[Dataset entries]

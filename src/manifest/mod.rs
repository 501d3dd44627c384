//! In-place rewriting of the package's manifest, documentation and
//! release-message files.

pub mod install;
pub mod messages;
pub mod package;
pub mod readme;

pub use messages::{MessageIndex, MessageKey};

use crate::boundary::BoundaryWarning;
use crate::config::Config;
use crate::content::{templates, ReleaseContent, ReleaseContext};
use crate::error::{ReleaseError, Result};
use chrono::{DateTime, Utc};
use std::fs;
use std::path::{Path, PathBuf};

/// A file rewritten or created by the updater, relative to the repository root.
#[derive(Debug, Clone, PartialEq, Eq)]
pub struct UpdatedFile {
    pub path: String,
    pub description: String,
}

impl UpdatedFile {
    pub fn new(path: impl Into<String>, description: impl Into<String>) -> Self {
        UpdatedFile {
            path: path.into(),
            description: description.into(),
        }
    }
}

/// What the updater changed, plus anything it had to skip.
#[derive(Debug, Clone, Default, PartialEq, Eq)]
pub struct ManifestReport {
    pub updated: Vec<UpdatedFile>,
    pub warnings: Vec<BoundaryWarning>,
}

impl ManifestReport {
    pub fn paths(&self) -> Vec<String> {
        self.updated.iter().map(|file| file.path.clone()).collect()
    }
}

/// Applies a release to the files of one package checkout.
pub struct ManifestUpdater<'a> {
    root: PathBuf,
    config: &'a Config,
}

impl<'a> ManifestUpdater<'a> {
    pub fn new(root: impl Into<PathBuf>, config: &'a Config) -> Self {
        ManifestUpdater {
            root: root.into(),
            config,
        }
    }

    /// Fail if any file the updater must rewrite is absent.
    pub fn check_required(&self) -> Result<()> {
        for relative in self.config.paths.required_files() {
            if !self.root.join(relative).is_file() {
                return Err(ReleaseError::missing_file(relative));
            }
        }
        Ok(())
    }

    /// Rewrite manifest, README, message file, message index and install
    /// message for the release described by `ctx`.
    ///
    /// Files already written stay written if a later step fails.
    pub fn apply(
        &self,
        ctx: &ReleaseContext,
        content: &ReleaseContent,
        generated_at: DateTime<Utc>,
    ) -> Result<ManifestReport> {
        self.check_required()?;
        let paths = &self.config.paths;
        let mut report = ManifestReport::default();

        let manifest = self.read(&paths.manifest)?;
        let manifest = package::set_version(&manifest, &ctx.version)
            .map_err(|e| ReleaseError::manifest(format!("{}: {}", paths.manifest, e)))?;
        self.write(&paths.manifest, &manifest)?;
        report.updated.push(UpdatedFile::new(
            paths.manifest.as_str(),
            format!("version {}", ctx.version),
        ));

        let readme = self.read(&paths.readme)?;
        let (mut readme, _) = readme::replace_versions(&readme, &ctx.version)?;
        if !content.readme_bullets.is_empty() {
            match readme::append_feature_bullets(&readme, &content.readme_bullets) {
                Some(extended) => readme = extended,
                None => report.warnings.push(BoundaryWarning::MissingFeaturesSection {
                    readme: paths.readme.clone(),
                }),
            }
        }
        self.write(&paths.readme, &readme)?;
        report.updated.push(UpdatedFile::new(
            paths.readme.as_str(),
            "version references and features",
        ));

        let message_path = self.config.message_file(&ctx.version);
        let message = templates::message_file(ctx, content, generated_at);
        self.write(&message_path, &message)?;
        report
            .updated
            .push(UpdatedFile::new(message_path.as_str(), "release notes"));

        let index = MessageIndex::parse(&self.read(&paths.message_index)?)
            .map_err(|e| ReleaseError::manifest(format!("{}: {}", paths.message_index, e)))?;
        let index = index.with_version(&ctx.version, message_path.as_str());
        self.write(&paths.message_index, &index.to_json()?)?;
        report.updated.push(UpdatedFile::new(
            paths.message_index.as_str(),
            format!("message entry for {}", ctx.version),
        ));

        if let Some(install_path) = index.install_path() {
            self.rewrite_install_message(install_path, &ctx.repository_url, &mut report)?;
        }

        Ok(report)
    }

    fn rewrite_install_message(
        &self,
        install_path: &str,
        canonical: &str,
        report: &mut ManifestReport,
    ) -> Result<()> {
        if !self.root.join(install_path).is_file() {
            report.warnings.push(BoundaryWarning::InstallMessageMissing {
                path: install_path.to_string(),
            });
            return Ok(());
        }

        let text = self.read(install_path)?;
        let (rewritten, count) =
            install::rewrite_repository_links(&text, &self.config.repository.legacy_urls, canonical);
        if count > 0 {
            self.write(install_path, &rewritten)?;
            report
                .updated
                .push(UpdatedFile::new(install_path, "repository links"));
        }
        Ok(())
    }

    fn read(&self, relative: &str) -> Result<String> {
        let path = self.root.join(relative);
        fs::read_to_string(&path).map_err(|e| match e.kind() {
            std::io::ErrorKind::NotFound => ReleaseError::missing_file(relative),
            _ => e.into(),
        })
    }

    fn write(&self, relative: &str, content: &str) -> Result<()> {
        let path = self.root.join(relative);
        if let Some(parent) = path.parent().filter(|p| !p.as_os_str().is_empty()) {
            create_dir(parent)?;
        }
        fs::write(path, content)?;
        Ok(())
    }
}

fn create_dir(path: &Path) -> Result<()> {
    if !path.is_dir() {
        fs::create_dir_all(path)?;
    }
    Ok(())
}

Exercise goal: In the records above, find each line that mentions the word "templates", and copy it.

Answer box:
use crate::content::{templates, ReleaseContent, ReleaseContext};
        let message = templates::message_file(ctx, content, generated_at);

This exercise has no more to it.